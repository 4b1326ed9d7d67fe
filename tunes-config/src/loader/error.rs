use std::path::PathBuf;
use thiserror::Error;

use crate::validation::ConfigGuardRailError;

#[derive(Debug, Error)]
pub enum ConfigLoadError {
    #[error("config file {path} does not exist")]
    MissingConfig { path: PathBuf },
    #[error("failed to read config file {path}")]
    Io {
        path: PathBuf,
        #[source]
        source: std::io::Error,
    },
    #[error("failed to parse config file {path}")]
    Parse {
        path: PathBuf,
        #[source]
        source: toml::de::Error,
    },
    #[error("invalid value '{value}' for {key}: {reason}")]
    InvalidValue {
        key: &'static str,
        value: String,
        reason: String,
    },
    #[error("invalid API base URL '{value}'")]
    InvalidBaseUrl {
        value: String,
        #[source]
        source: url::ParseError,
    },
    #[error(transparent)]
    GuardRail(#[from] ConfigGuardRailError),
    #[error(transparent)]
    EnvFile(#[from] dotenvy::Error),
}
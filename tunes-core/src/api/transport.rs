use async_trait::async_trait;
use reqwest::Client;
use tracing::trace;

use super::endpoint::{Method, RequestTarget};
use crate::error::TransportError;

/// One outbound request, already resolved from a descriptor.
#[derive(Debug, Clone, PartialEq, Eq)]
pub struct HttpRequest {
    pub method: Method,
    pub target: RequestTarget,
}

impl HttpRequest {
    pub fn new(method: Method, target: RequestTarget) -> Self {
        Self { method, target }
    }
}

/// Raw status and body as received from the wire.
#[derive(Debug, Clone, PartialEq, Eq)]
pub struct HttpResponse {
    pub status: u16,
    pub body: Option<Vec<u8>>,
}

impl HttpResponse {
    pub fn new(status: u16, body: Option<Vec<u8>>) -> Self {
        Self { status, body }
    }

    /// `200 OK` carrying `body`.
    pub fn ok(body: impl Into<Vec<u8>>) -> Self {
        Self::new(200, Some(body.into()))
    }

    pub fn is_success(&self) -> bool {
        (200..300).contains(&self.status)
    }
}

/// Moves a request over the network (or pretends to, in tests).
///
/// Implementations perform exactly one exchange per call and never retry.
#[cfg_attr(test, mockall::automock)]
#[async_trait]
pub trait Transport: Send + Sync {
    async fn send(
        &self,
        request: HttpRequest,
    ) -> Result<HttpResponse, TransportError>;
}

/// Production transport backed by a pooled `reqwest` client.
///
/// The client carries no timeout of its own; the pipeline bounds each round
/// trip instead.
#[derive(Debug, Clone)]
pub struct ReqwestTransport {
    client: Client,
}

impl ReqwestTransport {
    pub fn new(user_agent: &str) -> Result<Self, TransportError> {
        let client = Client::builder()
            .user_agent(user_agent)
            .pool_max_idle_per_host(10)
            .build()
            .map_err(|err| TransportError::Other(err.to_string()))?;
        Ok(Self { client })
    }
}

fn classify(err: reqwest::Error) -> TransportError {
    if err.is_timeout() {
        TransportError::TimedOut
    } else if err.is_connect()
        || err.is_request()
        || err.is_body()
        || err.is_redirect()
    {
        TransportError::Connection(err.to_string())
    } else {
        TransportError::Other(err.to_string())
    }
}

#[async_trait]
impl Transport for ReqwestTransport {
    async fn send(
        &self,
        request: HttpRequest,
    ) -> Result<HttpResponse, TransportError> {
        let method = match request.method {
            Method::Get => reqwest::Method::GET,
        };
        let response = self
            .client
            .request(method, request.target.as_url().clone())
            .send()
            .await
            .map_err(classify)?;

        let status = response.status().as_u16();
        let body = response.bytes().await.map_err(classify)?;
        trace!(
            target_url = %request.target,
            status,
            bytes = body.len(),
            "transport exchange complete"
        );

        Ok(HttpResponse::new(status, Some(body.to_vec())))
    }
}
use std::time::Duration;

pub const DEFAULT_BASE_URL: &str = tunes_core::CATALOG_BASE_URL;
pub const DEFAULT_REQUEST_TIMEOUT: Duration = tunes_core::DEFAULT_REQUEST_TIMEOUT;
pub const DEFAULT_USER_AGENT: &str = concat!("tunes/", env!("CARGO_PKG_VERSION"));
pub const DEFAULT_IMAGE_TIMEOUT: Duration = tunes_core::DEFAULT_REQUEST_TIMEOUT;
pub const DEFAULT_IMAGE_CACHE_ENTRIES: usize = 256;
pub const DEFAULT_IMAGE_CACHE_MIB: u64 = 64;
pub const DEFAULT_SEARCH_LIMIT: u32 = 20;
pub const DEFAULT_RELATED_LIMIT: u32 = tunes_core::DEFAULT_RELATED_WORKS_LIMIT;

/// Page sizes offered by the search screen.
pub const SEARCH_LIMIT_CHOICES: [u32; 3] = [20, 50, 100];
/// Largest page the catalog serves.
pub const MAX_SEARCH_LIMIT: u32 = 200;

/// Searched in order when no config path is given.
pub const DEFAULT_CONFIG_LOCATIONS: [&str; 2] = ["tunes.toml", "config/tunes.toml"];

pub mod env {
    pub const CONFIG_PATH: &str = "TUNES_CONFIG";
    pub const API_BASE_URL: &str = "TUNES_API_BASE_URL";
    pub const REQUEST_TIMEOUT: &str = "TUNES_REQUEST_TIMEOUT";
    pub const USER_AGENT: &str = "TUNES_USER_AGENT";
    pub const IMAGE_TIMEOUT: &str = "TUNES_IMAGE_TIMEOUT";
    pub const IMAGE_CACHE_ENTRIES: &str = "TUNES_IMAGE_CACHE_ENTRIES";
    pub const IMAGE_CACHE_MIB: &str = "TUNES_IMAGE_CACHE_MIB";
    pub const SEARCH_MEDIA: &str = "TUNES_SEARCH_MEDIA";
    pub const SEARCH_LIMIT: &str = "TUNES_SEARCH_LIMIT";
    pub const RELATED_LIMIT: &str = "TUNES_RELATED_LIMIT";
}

* * *

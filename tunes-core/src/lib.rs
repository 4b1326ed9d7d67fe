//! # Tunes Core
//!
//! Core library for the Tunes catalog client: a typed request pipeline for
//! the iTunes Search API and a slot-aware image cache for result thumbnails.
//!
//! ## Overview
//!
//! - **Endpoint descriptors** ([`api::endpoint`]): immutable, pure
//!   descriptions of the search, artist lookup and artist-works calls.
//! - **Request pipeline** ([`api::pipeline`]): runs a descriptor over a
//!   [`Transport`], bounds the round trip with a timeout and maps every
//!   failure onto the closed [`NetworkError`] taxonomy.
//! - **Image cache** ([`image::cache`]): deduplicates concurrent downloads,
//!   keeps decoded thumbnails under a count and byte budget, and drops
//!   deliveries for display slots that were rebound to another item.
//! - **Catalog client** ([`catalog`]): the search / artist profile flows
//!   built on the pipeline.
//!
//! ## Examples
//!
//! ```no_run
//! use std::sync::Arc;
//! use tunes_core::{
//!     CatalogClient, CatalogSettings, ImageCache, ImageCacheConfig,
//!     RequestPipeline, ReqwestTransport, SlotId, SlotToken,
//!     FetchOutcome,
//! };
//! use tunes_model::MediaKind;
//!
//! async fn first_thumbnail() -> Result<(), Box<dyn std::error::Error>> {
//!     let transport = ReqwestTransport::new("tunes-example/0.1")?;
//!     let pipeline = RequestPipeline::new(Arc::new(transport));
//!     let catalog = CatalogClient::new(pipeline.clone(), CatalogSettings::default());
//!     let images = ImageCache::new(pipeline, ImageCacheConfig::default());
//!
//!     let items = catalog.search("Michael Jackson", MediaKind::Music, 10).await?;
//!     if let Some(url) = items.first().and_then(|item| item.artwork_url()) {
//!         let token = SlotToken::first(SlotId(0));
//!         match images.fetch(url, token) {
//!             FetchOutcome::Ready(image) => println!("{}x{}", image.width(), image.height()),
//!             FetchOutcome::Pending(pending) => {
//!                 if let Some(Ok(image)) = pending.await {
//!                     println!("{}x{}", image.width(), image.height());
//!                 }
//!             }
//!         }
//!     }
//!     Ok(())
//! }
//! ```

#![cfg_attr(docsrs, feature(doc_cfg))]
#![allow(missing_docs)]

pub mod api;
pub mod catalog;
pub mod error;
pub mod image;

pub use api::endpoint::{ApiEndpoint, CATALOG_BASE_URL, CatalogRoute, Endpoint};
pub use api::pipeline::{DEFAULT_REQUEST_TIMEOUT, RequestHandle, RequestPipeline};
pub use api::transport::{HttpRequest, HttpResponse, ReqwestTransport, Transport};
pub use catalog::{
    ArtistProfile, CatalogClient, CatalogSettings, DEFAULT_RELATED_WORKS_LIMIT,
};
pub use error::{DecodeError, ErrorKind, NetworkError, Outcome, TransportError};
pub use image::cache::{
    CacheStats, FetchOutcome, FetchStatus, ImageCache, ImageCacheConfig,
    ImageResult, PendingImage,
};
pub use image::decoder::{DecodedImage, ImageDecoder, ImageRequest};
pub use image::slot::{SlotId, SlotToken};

...

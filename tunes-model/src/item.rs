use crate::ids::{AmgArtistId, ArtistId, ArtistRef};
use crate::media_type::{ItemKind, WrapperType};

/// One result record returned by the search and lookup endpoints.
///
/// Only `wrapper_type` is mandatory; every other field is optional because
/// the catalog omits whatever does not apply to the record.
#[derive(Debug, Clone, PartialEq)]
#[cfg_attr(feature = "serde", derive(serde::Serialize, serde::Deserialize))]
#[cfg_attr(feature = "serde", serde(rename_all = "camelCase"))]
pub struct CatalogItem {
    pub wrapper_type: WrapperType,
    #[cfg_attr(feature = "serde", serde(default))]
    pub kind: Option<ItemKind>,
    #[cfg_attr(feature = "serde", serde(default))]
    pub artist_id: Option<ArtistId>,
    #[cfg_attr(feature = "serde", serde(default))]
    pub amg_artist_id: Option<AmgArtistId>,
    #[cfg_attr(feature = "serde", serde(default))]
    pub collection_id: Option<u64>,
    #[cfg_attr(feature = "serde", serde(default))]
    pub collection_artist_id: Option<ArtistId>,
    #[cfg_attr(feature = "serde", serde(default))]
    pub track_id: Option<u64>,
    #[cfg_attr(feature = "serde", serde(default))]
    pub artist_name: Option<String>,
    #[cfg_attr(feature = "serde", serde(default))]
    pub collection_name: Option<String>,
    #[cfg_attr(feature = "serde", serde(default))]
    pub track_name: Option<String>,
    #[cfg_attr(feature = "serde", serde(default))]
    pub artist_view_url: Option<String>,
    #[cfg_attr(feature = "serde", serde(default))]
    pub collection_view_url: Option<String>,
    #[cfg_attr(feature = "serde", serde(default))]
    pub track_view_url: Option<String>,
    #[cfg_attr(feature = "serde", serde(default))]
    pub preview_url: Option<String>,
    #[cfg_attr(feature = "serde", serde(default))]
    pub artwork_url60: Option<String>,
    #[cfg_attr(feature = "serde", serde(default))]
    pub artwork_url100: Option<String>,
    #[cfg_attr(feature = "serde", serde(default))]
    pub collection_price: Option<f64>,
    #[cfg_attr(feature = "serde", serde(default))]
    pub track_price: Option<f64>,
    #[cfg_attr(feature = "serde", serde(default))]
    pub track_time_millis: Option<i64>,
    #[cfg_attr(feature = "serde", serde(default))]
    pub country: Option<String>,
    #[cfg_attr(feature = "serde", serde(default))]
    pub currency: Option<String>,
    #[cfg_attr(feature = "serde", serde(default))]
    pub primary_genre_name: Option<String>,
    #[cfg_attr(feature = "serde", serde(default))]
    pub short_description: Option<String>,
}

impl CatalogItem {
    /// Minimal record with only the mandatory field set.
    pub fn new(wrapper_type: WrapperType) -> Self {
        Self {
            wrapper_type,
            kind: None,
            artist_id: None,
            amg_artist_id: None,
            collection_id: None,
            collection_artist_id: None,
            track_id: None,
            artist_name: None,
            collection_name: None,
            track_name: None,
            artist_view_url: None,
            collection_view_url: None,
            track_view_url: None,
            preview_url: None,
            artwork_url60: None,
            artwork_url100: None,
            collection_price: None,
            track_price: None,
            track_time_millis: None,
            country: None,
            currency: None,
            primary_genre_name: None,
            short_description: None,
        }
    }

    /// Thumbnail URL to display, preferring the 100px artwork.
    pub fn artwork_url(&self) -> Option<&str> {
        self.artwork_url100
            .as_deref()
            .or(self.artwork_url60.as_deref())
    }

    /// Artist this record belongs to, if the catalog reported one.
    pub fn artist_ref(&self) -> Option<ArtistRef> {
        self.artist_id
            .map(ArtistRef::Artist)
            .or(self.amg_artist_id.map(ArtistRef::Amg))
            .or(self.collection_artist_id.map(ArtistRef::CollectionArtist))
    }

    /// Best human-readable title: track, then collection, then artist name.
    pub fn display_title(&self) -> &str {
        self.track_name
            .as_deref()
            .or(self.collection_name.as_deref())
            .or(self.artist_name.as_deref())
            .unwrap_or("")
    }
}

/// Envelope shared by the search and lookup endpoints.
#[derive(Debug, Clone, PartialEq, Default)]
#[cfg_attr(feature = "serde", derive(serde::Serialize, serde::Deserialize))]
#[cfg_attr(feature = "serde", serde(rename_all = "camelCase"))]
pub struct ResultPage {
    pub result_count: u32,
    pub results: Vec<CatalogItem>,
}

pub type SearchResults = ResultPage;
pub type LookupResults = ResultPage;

# [Exercise objective]
Where the data above reaches the line holding "TransportError::TimedOut", begin printing, and stop after the line holding "pub const DEFAULT_BASE_URL: &str". Each line must be reproduced exactly, with nothing else added.

# [Task response]
        TransportError::TimedOut
    } else if err.is_connect()
        || err.is_request()
        || err.is_body()
        || err.is_redirect()
    {
        TransportError::Connection(err.to_string())
    } else {
        TransportError::Other(err.to_string())
    }
}

#[async_trait]
impl Transport for ReqwestTransport {
    async fn send(
        &self,
        request: HttpRequest,
    ) -> Result<HttpResponse, TransportError> {
        let method = match request.method {
            Method::Get => reqwest::Method::GET,
        };
        let response = self
            .client
            .request(method, request.target.as_url().clone())
            .send()
            .await
            .map_err(classify)?;

        let status = response.status().as_u16();
        let body = response.bytes().await.map_err(classify)?;
        trace!(
            target_url = %request.target,
            status,
            bytes = body.len(),
            "transport exchange complete"
        );

        Ok(HttpResponse::new(status, Some(body.to_vec())))
    }
}
use std::time::Duration;

pub const DEFAULT_BASE_URL: &str = tunes_core::CATALOG_BASE_URL;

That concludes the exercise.